- _ENTRIES PROVIDED_:
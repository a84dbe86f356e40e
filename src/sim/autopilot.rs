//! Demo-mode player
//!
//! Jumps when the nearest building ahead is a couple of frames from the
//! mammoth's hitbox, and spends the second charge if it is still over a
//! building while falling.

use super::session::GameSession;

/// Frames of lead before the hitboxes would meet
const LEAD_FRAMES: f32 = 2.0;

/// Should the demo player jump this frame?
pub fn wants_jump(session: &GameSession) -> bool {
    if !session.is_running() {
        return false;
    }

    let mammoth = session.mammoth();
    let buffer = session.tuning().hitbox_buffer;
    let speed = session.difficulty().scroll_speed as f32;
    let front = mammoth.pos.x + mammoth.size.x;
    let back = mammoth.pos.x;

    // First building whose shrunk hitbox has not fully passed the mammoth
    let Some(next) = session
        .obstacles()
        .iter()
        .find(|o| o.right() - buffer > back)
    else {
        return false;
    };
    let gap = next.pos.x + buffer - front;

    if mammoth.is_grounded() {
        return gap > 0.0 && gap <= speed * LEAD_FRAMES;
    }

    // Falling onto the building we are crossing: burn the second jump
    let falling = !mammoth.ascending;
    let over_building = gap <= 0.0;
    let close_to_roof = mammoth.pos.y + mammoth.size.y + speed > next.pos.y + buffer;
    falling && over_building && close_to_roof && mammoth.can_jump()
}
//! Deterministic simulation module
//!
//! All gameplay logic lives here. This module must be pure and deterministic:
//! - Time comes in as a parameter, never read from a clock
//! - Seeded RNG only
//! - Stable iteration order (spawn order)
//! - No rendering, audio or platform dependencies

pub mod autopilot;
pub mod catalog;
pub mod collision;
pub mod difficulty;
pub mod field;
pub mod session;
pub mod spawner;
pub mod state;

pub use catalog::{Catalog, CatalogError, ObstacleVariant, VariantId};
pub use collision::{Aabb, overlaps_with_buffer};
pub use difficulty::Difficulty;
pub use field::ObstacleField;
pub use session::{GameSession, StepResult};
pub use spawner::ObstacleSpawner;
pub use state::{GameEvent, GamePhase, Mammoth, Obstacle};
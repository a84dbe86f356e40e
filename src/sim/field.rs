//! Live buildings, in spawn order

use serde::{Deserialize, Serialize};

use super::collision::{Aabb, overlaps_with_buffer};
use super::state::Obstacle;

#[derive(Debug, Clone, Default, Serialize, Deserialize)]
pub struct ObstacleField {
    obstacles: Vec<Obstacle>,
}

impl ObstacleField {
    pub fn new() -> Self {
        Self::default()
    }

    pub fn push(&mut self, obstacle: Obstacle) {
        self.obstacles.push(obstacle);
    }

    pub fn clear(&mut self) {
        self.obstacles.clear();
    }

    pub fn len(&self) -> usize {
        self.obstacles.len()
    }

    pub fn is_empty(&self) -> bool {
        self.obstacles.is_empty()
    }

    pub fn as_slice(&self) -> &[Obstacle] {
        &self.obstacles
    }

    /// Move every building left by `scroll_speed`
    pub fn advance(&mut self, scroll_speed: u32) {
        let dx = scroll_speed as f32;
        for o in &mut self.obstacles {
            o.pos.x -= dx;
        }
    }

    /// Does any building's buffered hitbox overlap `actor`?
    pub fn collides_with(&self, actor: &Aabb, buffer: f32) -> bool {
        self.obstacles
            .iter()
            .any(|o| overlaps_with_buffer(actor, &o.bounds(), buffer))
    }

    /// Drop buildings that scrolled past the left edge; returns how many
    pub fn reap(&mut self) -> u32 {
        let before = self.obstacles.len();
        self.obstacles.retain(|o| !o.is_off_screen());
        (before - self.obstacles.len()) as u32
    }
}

...

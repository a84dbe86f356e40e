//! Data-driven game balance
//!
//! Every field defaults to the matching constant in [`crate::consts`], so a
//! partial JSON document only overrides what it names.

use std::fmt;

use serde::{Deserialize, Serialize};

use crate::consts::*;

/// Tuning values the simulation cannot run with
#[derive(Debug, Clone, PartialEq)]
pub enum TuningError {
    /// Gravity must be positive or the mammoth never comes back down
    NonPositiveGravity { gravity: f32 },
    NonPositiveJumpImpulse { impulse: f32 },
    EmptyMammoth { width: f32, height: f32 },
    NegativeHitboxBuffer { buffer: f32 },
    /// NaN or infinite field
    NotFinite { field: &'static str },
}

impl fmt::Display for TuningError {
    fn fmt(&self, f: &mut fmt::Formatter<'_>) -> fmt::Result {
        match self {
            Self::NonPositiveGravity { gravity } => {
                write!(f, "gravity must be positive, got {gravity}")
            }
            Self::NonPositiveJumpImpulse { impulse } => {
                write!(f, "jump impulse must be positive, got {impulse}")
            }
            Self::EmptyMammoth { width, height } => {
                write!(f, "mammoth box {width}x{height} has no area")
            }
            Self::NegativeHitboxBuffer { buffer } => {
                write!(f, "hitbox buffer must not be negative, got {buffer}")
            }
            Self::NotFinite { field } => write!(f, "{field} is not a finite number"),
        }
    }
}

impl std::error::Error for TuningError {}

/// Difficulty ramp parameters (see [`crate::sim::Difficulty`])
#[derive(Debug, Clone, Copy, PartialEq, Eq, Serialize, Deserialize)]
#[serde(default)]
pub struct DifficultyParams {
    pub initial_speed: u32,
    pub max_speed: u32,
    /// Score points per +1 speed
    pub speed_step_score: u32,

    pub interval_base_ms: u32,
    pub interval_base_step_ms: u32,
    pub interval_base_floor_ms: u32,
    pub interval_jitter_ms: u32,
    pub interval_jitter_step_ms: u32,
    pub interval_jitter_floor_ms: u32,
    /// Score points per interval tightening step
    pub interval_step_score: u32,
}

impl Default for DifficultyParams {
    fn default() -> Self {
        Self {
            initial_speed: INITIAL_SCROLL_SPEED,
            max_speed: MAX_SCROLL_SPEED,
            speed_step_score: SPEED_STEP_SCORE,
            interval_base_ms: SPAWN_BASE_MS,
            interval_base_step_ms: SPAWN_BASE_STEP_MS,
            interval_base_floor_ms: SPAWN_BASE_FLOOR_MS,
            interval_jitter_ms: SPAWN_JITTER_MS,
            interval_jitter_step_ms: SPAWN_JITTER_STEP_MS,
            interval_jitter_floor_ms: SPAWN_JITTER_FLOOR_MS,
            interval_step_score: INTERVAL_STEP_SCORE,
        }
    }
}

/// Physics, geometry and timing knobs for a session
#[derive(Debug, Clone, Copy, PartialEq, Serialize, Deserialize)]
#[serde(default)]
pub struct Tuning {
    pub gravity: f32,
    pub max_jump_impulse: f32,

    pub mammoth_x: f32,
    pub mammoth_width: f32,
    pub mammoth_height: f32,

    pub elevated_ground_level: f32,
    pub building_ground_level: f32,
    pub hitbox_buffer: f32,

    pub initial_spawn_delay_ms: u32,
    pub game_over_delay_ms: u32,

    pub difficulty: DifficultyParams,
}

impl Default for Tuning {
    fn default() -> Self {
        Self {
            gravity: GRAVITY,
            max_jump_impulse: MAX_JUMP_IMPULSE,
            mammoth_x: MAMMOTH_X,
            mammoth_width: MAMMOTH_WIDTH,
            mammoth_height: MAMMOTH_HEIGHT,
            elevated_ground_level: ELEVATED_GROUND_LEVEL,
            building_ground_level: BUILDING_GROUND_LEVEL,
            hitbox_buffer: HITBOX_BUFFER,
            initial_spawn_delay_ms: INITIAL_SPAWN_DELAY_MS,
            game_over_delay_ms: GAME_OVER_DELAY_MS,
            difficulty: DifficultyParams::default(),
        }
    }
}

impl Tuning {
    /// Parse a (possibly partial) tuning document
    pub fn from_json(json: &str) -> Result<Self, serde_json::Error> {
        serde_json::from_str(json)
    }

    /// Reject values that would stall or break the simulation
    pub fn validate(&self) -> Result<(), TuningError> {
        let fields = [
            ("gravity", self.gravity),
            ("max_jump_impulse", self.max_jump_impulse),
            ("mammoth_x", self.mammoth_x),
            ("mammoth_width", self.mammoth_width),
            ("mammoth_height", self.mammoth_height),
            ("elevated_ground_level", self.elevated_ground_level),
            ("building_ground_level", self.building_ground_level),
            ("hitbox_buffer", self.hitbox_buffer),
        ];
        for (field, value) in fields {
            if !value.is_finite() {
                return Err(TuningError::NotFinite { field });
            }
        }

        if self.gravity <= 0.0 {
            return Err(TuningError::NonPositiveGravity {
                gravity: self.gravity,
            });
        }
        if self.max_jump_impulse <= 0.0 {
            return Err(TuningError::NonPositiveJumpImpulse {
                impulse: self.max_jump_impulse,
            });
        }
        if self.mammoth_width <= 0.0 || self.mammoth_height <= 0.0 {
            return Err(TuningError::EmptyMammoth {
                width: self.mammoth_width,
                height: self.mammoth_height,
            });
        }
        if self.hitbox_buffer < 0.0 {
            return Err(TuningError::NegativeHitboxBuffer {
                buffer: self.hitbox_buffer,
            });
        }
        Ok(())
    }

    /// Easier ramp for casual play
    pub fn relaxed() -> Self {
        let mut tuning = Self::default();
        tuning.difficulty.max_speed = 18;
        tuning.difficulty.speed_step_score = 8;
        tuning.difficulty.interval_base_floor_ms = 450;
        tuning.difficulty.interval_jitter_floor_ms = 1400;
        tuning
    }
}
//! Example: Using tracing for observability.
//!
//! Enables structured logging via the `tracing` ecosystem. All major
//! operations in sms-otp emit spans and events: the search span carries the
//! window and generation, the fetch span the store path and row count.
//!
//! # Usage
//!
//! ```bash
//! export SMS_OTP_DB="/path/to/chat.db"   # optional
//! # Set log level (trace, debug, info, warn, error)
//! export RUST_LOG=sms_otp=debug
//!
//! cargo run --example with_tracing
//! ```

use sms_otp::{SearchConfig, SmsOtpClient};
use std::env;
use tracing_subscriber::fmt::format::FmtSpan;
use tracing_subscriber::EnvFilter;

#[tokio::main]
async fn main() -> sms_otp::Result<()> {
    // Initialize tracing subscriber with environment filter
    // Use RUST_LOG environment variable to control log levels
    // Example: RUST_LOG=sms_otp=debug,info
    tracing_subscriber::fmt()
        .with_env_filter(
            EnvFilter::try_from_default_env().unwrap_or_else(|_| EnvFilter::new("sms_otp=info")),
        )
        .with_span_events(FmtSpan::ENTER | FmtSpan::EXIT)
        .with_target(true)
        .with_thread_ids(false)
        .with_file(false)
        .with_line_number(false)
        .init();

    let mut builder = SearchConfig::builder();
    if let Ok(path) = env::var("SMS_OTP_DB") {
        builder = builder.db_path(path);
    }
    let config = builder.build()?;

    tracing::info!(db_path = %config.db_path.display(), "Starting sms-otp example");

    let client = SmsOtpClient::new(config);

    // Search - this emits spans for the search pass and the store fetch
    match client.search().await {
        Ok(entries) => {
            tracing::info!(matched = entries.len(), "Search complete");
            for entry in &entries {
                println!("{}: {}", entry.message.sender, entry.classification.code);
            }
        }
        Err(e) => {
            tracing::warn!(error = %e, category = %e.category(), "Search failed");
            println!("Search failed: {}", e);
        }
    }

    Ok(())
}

- _WHAT THIS TASK INVOLVES_: Among the records above, find each line containing the string "Deserialize" and copy it.

- _PROBLEM SOLUTION_:
use serde::{Deserialize, Serialize};
#[derive(Debug, Clone, Default, Serialize, Deserialize)]
use serde::{Deserialize, Serialize};
#[derive(Debug, Clone, Copy, PartialEq, Eq, Serialize, Deserialize)]
#[derive(Debug, Clone, Copy, PartialEq, Serialize, Deserialize)]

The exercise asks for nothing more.